═════ Given records
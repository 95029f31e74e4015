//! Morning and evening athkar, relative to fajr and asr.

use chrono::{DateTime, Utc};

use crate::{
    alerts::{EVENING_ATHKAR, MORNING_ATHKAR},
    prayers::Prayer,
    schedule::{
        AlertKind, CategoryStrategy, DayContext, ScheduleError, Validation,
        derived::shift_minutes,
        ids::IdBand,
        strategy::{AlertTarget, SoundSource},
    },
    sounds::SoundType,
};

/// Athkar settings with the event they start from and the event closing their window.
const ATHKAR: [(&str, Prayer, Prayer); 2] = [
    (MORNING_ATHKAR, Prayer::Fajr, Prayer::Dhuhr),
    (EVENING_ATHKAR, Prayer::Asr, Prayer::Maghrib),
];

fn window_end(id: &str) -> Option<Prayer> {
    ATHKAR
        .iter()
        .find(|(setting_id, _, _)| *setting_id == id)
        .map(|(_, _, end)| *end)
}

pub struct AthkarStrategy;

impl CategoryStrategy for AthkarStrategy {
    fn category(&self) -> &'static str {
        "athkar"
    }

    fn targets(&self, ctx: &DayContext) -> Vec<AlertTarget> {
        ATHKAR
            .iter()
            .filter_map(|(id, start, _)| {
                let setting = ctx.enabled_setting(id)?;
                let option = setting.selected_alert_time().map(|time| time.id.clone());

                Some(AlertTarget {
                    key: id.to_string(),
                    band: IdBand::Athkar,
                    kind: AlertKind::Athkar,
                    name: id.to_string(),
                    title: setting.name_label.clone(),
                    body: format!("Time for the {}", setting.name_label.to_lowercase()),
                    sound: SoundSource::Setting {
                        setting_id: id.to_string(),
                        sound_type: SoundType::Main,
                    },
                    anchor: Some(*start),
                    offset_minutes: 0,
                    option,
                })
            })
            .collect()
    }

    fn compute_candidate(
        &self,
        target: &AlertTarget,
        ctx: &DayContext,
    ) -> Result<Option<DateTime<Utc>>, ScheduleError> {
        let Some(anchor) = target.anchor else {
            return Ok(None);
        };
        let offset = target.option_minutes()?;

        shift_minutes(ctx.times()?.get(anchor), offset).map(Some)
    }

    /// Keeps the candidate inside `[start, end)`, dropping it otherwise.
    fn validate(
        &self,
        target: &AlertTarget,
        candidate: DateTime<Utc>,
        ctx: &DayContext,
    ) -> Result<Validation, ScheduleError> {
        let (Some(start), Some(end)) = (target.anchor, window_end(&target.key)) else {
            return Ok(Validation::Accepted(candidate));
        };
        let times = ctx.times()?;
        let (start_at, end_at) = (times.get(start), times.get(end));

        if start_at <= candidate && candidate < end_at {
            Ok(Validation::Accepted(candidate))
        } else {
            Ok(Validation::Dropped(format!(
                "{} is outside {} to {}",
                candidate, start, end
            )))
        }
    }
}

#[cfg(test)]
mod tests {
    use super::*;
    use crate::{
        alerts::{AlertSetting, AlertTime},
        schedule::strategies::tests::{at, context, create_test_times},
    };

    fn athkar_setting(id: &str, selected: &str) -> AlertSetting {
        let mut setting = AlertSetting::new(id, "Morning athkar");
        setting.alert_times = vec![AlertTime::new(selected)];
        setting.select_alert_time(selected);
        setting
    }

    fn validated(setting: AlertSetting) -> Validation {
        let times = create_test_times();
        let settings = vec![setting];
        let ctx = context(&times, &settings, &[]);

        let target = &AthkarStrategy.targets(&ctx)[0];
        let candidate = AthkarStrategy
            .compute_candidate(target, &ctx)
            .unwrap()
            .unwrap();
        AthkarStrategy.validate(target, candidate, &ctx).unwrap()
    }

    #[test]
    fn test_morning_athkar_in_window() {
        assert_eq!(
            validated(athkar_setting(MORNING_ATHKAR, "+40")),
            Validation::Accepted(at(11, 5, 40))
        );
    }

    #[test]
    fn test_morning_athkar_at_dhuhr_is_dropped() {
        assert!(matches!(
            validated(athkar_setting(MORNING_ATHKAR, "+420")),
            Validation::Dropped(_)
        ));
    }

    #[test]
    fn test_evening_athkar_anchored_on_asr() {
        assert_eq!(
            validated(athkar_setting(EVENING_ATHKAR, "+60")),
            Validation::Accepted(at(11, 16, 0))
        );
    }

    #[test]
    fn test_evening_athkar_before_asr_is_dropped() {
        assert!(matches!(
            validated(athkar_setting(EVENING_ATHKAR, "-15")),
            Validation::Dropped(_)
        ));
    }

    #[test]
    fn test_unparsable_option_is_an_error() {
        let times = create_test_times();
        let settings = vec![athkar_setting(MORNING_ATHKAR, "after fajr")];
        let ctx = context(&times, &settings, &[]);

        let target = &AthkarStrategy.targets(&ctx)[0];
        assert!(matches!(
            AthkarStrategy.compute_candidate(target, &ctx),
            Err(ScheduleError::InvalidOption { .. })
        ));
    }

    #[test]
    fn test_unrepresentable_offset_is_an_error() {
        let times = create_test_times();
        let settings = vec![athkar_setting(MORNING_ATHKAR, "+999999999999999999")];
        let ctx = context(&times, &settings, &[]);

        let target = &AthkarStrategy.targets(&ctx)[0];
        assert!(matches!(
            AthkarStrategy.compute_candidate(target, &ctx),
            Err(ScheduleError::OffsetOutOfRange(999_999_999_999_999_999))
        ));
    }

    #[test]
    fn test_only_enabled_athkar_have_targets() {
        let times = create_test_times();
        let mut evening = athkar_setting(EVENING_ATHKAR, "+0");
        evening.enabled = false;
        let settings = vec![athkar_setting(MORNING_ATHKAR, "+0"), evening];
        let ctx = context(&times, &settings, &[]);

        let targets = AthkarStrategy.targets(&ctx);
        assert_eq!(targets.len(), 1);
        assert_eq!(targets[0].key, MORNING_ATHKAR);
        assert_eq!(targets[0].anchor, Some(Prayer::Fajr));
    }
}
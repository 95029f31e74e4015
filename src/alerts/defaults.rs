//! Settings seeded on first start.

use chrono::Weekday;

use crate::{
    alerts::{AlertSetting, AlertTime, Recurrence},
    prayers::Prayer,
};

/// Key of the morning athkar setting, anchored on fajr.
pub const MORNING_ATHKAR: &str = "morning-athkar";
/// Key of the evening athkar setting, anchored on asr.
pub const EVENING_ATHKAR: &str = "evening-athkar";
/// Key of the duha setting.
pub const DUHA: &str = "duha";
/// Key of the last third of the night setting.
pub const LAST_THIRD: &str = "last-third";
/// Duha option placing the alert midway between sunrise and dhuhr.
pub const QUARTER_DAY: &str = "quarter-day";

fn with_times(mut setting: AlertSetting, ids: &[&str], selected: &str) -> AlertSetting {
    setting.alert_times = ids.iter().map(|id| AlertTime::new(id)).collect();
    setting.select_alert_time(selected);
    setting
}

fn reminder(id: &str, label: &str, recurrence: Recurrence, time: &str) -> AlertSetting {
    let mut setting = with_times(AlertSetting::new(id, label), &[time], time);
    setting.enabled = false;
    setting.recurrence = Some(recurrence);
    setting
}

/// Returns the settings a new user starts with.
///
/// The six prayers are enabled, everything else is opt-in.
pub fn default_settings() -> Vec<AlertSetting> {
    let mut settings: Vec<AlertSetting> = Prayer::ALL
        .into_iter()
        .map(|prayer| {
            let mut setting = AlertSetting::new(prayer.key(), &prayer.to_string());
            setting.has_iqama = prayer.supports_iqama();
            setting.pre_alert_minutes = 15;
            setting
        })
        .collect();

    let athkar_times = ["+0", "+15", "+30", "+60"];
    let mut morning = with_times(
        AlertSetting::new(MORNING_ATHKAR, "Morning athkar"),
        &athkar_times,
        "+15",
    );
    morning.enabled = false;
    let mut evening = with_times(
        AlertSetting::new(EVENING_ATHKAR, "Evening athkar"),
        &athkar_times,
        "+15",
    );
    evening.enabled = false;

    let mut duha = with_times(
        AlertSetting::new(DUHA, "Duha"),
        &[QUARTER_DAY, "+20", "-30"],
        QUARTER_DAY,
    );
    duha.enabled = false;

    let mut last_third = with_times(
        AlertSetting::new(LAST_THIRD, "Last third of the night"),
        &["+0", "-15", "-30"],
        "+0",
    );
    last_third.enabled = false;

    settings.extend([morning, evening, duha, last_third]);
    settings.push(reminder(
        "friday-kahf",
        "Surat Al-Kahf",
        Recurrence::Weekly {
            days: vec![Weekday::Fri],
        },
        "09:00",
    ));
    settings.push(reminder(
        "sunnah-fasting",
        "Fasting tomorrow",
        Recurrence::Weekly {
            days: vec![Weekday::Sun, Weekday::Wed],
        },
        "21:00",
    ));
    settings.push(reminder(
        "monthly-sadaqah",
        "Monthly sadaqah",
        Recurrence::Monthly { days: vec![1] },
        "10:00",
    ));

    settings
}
══════════
═════ Given records
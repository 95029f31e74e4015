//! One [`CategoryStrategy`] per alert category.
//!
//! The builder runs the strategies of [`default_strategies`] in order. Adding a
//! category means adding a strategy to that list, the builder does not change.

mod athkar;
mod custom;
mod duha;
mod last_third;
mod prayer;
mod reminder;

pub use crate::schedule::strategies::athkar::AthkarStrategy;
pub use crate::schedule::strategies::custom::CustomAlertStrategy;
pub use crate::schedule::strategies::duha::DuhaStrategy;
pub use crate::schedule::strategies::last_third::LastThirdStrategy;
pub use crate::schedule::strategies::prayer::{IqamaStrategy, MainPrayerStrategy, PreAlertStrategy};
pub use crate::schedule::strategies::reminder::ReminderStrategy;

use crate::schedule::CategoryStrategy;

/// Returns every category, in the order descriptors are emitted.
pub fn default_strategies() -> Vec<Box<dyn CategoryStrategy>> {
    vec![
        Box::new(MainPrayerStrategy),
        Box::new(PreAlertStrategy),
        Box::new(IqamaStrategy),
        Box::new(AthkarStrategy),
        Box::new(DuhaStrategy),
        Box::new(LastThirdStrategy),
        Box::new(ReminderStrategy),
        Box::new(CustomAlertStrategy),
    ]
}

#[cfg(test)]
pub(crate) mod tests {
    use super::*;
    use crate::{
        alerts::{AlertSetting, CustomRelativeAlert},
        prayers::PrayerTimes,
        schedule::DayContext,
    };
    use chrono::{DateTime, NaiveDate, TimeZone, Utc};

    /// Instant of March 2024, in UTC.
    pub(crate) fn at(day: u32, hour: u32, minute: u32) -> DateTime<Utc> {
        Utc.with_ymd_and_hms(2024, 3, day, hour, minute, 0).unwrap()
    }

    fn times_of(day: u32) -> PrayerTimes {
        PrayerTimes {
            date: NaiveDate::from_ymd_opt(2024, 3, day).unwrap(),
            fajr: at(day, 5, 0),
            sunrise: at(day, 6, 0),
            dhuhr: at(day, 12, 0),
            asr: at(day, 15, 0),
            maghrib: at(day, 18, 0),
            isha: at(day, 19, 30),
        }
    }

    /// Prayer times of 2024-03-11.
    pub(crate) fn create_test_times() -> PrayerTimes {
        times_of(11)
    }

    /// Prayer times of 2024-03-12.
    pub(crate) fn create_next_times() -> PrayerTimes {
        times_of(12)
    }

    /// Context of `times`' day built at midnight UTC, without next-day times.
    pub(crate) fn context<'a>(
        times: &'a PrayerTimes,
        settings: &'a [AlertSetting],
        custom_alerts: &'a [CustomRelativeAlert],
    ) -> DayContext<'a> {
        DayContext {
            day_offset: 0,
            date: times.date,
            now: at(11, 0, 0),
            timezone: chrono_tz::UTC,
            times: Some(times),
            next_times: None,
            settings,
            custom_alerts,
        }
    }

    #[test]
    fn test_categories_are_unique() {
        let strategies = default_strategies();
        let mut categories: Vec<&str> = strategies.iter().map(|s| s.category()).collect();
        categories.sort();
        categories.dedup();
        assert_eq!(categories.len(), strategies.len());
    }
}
══════════
#### What you need to do
Whenever the string "Returns" shows up in a line of the records, that line counts; state how many lines count, and only that.

#### Finished exercise
2